COVID-19 has saved young people from the traditional jamboree and false sense of progress accustomed with June 16 gatherings.

There will not be stadiums or auditoriums filled with young minds celebrating past achievements, while their reality is one of hopelessness and poverty.

Young people don’t need meaningless speeches by those in power who pretend to be at work advancing the course of the youth while they have presided over the marginalization of young, black people.


What the youth deserves this year – like the years before it is an apology – an apology for a plethora of failures by successive democratic governments to practically open the space for the youth to thrive.

COVID-19 and its impact on the economy has lifted the veil on the disenfranchisement of the young compatriot.

The millions of young South Africans who are eagerly waiting for the measly R350 COVID-19  social distress relief grant is a stain on a democratic government – a dispensation that has failed to nature her youth.

These are able-bodied people who should be active in the mainstream South African economy and paying taxes and not merely being made to survive on R350 a month for just six months.

This is the state of South Africa’s youth – a generation betrayed by corruption and the lust for power and influence by those in public office.

Much ink and airtime will be spent this month honouring the gallant youth of 1976 – this honour is due.

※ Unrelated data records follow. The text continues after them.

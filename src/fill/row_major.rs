//! Row-by-row placement

use crate::fill::grid::Grid;
use crate::io::error::Result;
use tracing::debug;

/// Fill cells `(0,0), (0,1), …, (1,0), …` until the colors run out
///
/// Surplus colors beyond `size²` are ignored.
///
/// # Errors
///
/// Returns `InvalidArgument` if `size` is zero or too large
pub fn fill_row_major<C: Clone + Default>(colors: &[C], size: usize) -> Result<Grid<C>> {
    fill_row_major_over(colors, size, C::default())
}

/// Row-major fill onto a grid whose unplaced cells hold `background`
///
/// # Errors
///
/// Returns `InvalidArgument` if `size` is zero or too large
pub fn fill_row_major_over<C: Clone>(
    colors: &[C],
    size: usize,
    background: C,
) -> Result<Grid<C>> {
    let mut grid = Grid::filled(size, background)?;
    let mut source = colors.iter();

    'rows: for row in 0..size {
        for col in 0..size {
            let Some(color) = source.next() else {
                break 'rows;
            };
            grid.place(row, col, color.clone());
        }
    }

    debug!(size, placed = grid.placed_count(), "row-major fill complete");
    Ok(grid)
}
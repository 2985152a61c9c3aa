//! Frequency-domain color reordering and square grid fills for pattern generation
//!
//! Samples are ordered by pushing an extracted scalar through a direct
//! discrete Fourier transform and its inverse, then laid out on a square
//! grid by one of four strategies: row-major, spiral, anti-diagonal, or
//! weighted Voronoi partitioning.

#![forbid(unsafe_code)]

/// Grid container and placement strategies
pub mod fill;
/// Command-line driver, configuration, logging, and error handling
pub mod io;
/// Discrete transform, reordering, and scalar extractors
pub mod transform;

pub use fill::{FillStrategy, Grid};
pub use io::error::{Result, SpectraError};
pub use transform::{ScalarExtractor, reorder};
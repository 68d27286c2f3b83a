//! Expression lowering: sqlparser Expr → plan Expr

use crate::error::{ExecError, ExecResult};
use crate::lowering::query::lower_query;
use crate::plan::{
    aggregate_column, AggregateCall, AggregateFunc, BinaryOp, ColumnRef, Expr, ScalarFunc,
    UnaryOp,
};
use mt_core::{ScalarType, Value};
use sqlparser::ast::{
    self, BinaryOperator, DuplicateTreatment, FunctionArg, FunctionArgExpr, FunctionArguments,
    UnaryOperator,
};

/// Lower an expression.
///
/// `aggs` collects aggregate calls when they are allowed at this position;
/// each call is replaced by a reference to its aggregate column. With
/// `None`, an aggregate call is an error.
pub(crate) fn lower_expr(
    expr: &ast::Expr,
    mut aggs: Option<&mut Vec<AggregateCall>>,
) -> ExecResult<Expr> {
    match expr {
        ast::Expr::Identifier(ident) => Ok(Expr::Column(ColumnRef {
            qualifier: None,
            name: ident.value.clone(),
        })),

        ast::Expr::CompoundIdentifier(idents) => match idents.as_slice() {
            [] => Err(ExecError::Unsupported("empty identifier".to_string())),
            [column] => Ok(Expr::column(None, &column.value)),
            // db.table.column: the relation is addressed by its last part
            [.., table, column] => Ok(Expr::column(Some(&table.value), &column.value)),
        },

        ast::Expr::Value(v) => lower_value(&v.value).map(Expr::Literal),

        ast::Expr::Nested(inner) => lower_expr(inner, aggs),

        ast::Expr::BinaryOp { left, op, right } => {
            let op = lower_binary_op(op)?;
            let left = lower_expr(left, aggs.as_deref_mut())?;
            let right = lower_expr(right, aggs)?;
            Ok(Expr::binary(left, op, right))
        }

        ast::Expr::UnaryOp { op, expr: inner } => {
            let inner = lower_expr(inner, aggs)?;
            match op {
                UnaryOperator::Not => Ok(Expr::Unary {
                    op: UnaryOp::Not,
                    expr: Box::new(inner),
                }),
                UnaryOperator::Minus => Ok(Expr::Unary {
                    op: UnaryOp::Neg,
                    expr: Box::new(inner),
                }),
                UnaryOperator::Plus => Ok(inner),
                other => Err(ExecError::Unsupported(format!("unary operator {}", other))),
            }
        }

        ast::Expr::IsNull(inner) => Ok(Expr::IsNull {
            expr: Box::new(lower_expr(inner, aggs)?),
            negated: false,
        }),

        ast::Expr::IsNotNull(inner) => Ok(Expr::IsNull {
            expr: Box::new(lower_expr(inner, aggs)?),
            negated: true,
        }),

        ast::Expr::InList {
            expr: inner,
            list,
            negated,
        } => {
            let inner = lower_expr(inner, aggs.as_deref_mut())?;
            let list = list
                .iter()
                .map(|e| lower_expr(e, aggs.as_deref_mut()))
                .collect::<ExecResult<Vec<_>>>()?;
            Ok(Expr::InList {
                expr: Box::new(inner),
                list,
                negated: *negated,
            })
        }

        ast::Expr::InSubquery {
            expr: inner,
            subquery,
            negated,
        } => Ok(Expr::InSubquery {
            expr: Box::new(lower_expr(inner, aggs)?),
            subquery: Box::new(lower_query(subquery)?),
            negated: *negated,
        }),

        ast::Expr::Subquery(query) => Ok(Expr::Subquery(Box::new(lower_query(query)?))),

        ast::Expr::Between {
            expr: inner,
            negated,
            low,
            high,
        } => Ok(Expr::Between {
            expr: Box::new(lower_expr(inner, aggs.as_deref_mut())?),
            low: Box::new(lower_expr(low, aggs.as_deref_mut())?),
            high: Box::new(lower_expr(high, aggs)?),
            negated: *negated,
        }),

        ast::Expr::Like {
            negated,
            expr: inner,
            pattern,
            ..
        } => lower_like(inner, pattern, *negated, false, aggs),

        ast::Expr::ILike {
            negated,
            expr: inner,
            pattern,
            ..
        } => lower_like(inner, pattern, *negated, true, aggs),

        ast::Expr::Case {
            operand,
            conditions,
            else_result,
            ..
        } => {
            let operand = operand
                .as_ref()
                .map(|o| lower_expr(o, aggs.as_deref_mut()))
                .transpose()?;
            let mut branches = Vec::with_capacity(conditions.len());
            for when in conditions {
                let condition = lower_expr(&when.condition, aggs.as_deref_mut())?;
                // Simple CASE compares the operand against each WHEN value
                let condition = match &operand {
                    Some(op) => Expr::binary(op.clone(), BinaryOp::Eq, condition),
                    None => condition,
                };
                let result = lower_expr(&when.result, aggs.as_deref_mut())?;
                branches.push((condition, result));
            }
            let else_result = else_result
                .as_ref()
                .map(|e| lower_expr(e, aggs).map(Box::new))
                .transpose()?;
            Ok(Expr::Case {
                branches,
                else_result,
            })
        }

        ast::Expr::Cast {
            expr: inner,
            data_type,
            ..
        } => Ok(Expr::Cast {
            expr: Box::new(lower_expr(inner, aggs)?),
            to: lower_data_type(data_type)?,
        }),

        ast::Expr::Function(func) => lower_function(func, aggs),

        other => Err(ExecError::Unsupported(format!("expression {}", other))),
    }
}

fn lower_like(
    expr: &ast::Expr,
    pattern: &ast::Expr,
    negated: bool,
    case_insensitive: bool,
    mut aggs: Option<&mut Vec<AggregateCall>>,
) -> ExecResult<Expr> {
    Ok(Expr::Like {
        expr: Box::new(lower_expr(expr, aggs.as_deref_mut())?),
        pattern: Box::new(lower_expr(pattern, aggs)?),
        negated,
        case_insensitive,
    })
}

/// Lower a literal value
pub(crate) fn lower_value(value: &ast::Value) -> ExecResult<Value> {
    match value {
        ast::Value::Number(n, _) => {
            if let Ok(i) = n.parse::<i64>() {
                Ok(Value::Integer(i))
            } else {
                n.parse::<f64>()
                    .map(Value::Float)
                    .map_err(|_| ExecError::TypeError(format!("invalid number literal '{}'", n)))
            }
        }
        ast::Value::SingleQuotedString(s) => Ok(Value::Text(s.clone())),
        ast::Value::Boolean(b) => Ok(Value::Boolean(*b)),
        ast::Value::Null => Ok(Value::Null),
        other => Err(ExecError::Unsupported(format!("literal {}", other))),
    }
}

fn lower_binary_op(op: &BinaryOperator) -> ExecResult<BinaryOp> {
    Ok(match op {
        BinaryOperator::Eq => BinaryOp::Eq,
        BinaryOperator::NotEq => BinaryOp::NotEq,
        BinaryOperator::Lt => BinaryOp::Lt,
        BinaryOperator::LtEq => BinaryOp::LtEq,
        BinaryOperator::Gt => BinaryOp::Gt,
        BinaryOperator::GtEq => BinaryOp::GtEq,
        BinaryOperator::And => BinaryOp::And,
        BinaryOperator::Or => BinaryOp::Or,
        BinaryOperator::Plus => BinaryOp::Plus,
        BinaryOperator::Minus => BinaryOp::Minus,
        BinaryOperator::Multiply => BinaryOp::Multiply,
        BinaryOperator::Divide => BinaryOp::Divide,
        BinaryOperator::Modulo => BinaryOp::Modulo,
        BinaryOperator::StringConcat => BinaryOp::Concat,
        other => return Err(ExecError::Unsupported(format!("operator {}", other))),
    })
}

/// Map a SQL type name onto a scalar type
fn lower_data_type(data_type: &ast::DataType) -> ExecResult<ScalarType> {
    let name = data_type.to_string().to_ascii_uppercase();
    let base = name.split('(').next().unwrap_or_default().trim();
    let ty = match base {
        "BOOL" | "BOOLEAN" => ScalarType::Boolean,
        "TINYINT" | "SMALLINT" | "INT" | "INTEGER" | "BIGINT" | "INT2" | "INT4" | "INT8"
        | "HUGEINT" => ScalarType::Integer,
        "FLOAT" | "FLOAT4" | "FLOAT8" | "REAL" | "DOUBLE" | "DOUBLE PRECISION" | "DECIMAL"
        | "NUMERIC" => ScalarType::Float,
        "TEXT" | "STRING" | "VARCHAR" | "CHAR" | "CHARACTER VARYING" => ScalarType::Text,
        "TIMESTAMP" | "DATETIME" | "DATE" => ScalarType::Timestamp,
        _ => return Err(ExecError::Unsupported(format!("cast to {}", data_type))),
    };
    Ok(ty)
}

fn lower_function(
    func: &ast::Function,
    aggs: Option<&mut Vec<AggregateCall>>,
) -> ExecResult<Expr> {
    let name = func.name.to_string();
    if func.over.is_some() {
        return Err(ExecError::Unsupported(format!("window function {}", name)));
    }

    let (args, distinct) = match &func.args {
        FunctionArguments::None => (Vec::new(), false),
        FunctionArguments::List(list) => (
            list.args.iter().collect::<Vec<_>>(),
            matches!(list.duplicate_treatment, Some(DuplicateTreatment::Distinct)),
        ),
        FunctionArguments::Subquery(_) => {
            return Err(ExecError::Unsupported(format!(
                "subquery argument to {}",
                name
            )))
        }
    };

    if let Some(agg) = AggregateFunc::from_name(&name) {
        let Some(collected) = aggs else {
            return Err(ExecError::Unsupported(format!(
                "aggregate function {} is not allowed here",
                name.to_ascii_uppercase()
            )));
        };
        let arg = match args.as_slice() {
            [FunctionArg::Unnamed(FunctionArgExpr::Wildcard)] if agg == AggregateFunc::Count => {
                None
            }
            [FunctionArg::Unnamed(FunctionArgExpr::Expr(e))] => Some(lower_expr(e, None)?),
            _ => {
                return Err(ExecError::Unsupported(format!(
                    "{} expects a single argument",
                    name.to_ascii_uppercase()
                )))
            }
        };
        collected.push(AggregateCall {
            func: agg,
            arg,
            distinct,
        });
        return Ok(Expr::column(None, &aggregate_column(collected.len() - 1)));
    }

    let Some(scalar) = ScalarFunc::from_name(&name) else {
        return Err(ExecError::Unsupported(format!("function {}", name)));
    };
    let mut aggs = aggs;
    let mut lowered = Vec::with_capacity(args.len());
    for arg in args {
        match arg {
            FunctionArg::Unnamed(FunctionArgExpr::Expr(e)) => {
                lowered.push(lower_expr(e, aggs.as_deref_mut())?)
            }
            _ => {
                return Err(ExecError::Unsupported(format!(
                    "argument {} to {}",
                    arg, name
                )))
            }
        }
    }
    Ok(Expr::Function {
        func: scalar,
        args: lowered,
    })
}

#[cfg(test)]
#[path = "expr_test.rs"]
mod tests;
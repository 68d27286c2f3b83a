//! mt-sql - SQL layer for Modeltable
//!
//! Wraps sqlparser-rs with the DuckDB dialect, rewrites predictor version
//! pins (`model.3`) into a form the parser accepts, and renders the template
//! variables available to scheduled job queries.

pub mod dialect;
pub mod error;
pub mod parser;
pub mod template;

pub use dialect::DuckDbDialect;
pub use error::{SqlError, SqlResult};
pub use parser::{normalize_version_pins, SqlParser};
pub use template::{render_job_query, JobTemplateVars};
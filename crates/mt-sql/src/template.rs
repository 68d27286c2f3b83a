//! Template rendering for scheduled job queries
//!
//! Job queries may reference `{{PREVIOUS_START_DATETIME}}` (start of the last
//! successful run) and `{{START_DATETIME}}` (start of the current run).
//! Unknown variables are rejected so typos surface when the job is created.

use crate::error::SqlResult;
use chrono::NaiveDateTime;
use minijinja::{context, Environment, UndefinedBehavior};
use mt_core::TIMESTAMP_FORMAT;

/// Rendered when a job has never completed successfully
pub const EPOCH_TEXT: &str = "1970-01-01 00:00:00";

/// Values substituted into a job query
#[derive(Debug, Clone, Copy, Default)]
pub struct JobTemplateVars {
    pub previous_start: Option<NaiveDateTime>,
    pub start: Option<NaiveDateTime>,
}

/// Render a job query with the given run timestamps
pub fn render_job_query(query: &str, vars: JobTemplateVars) -> SqlResult<String> {
    if !query.contains("{{") && !query.contains("{%") {
        return Ok(query.to_string());
    }

    let mut env = Environment::new();
    env.set_undefined_behavior(UndefinedBehavior::Strict);

    let previous = vars
        .previous_start
        .map(|t| t.format(TIMESTAMP_FORMAT).to_string())
        .unwrap_or_else(|| EPOCH_TEXT.to_string());
    let start = vars
        .start
        .map(|t| t.format(TIMESTAMP_FORMAT).to_string())
        .unwrap_or_else(|| EPOCH_TEXT.to_string());

    let rendered = env.render_str(
        query,
        context! {
            PREVIOUS_START_DATETIME => previous,
            START_DATETIME => start,
        },
    )?;
    log::debug!("Rendered job query: {}", rendered);
    Ok(rendered)
}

However, for many moons, our government has hidden its failures behind this generation of brave South Africans – masking the catalogue of failures of the current government in empowering its young citizens.

The youth cannot be asked to honour the past, while their present, is a protracted battle between hunger and dreams deferred.

The  National Youth Policy (NYP) for 2015–2020 read like a Shakespeare classic but did very little to change the fortunes of young people.

What was great on paper was on the ground just a pipe dream.

Prior to the pandemic youth unemployment was estimated to be over 52%. With COVID-19 and the hard lockdown on the economy, this situation has been exacerbated and there is no clear blueprint by the government on how to arrest the devastation of the youth.

The inequality of the South African economy is tangible in our black townships.

The few black youth who have ‘made it, have arrogated to themselves aloofness – hence nonsensical terms such as “moreki” (those who have the means to afford life’s pleasures).

A sea of black youth is running the real risk of being a lost generation – a people who will go from one grant system to the next until they meet their maker.

COVID-19 has opened the door for the government to aggressively assist youth-owned enterprises through the procurement of personal protective equipment – but alas! The old guard has been at the forefront of benefitting from this multimillion-rand expenditure.

The bastardization of youth must stop and more young people should enjoy the support and confidence of this government to play a meaningful role in this economy that successive generations have fought and died for.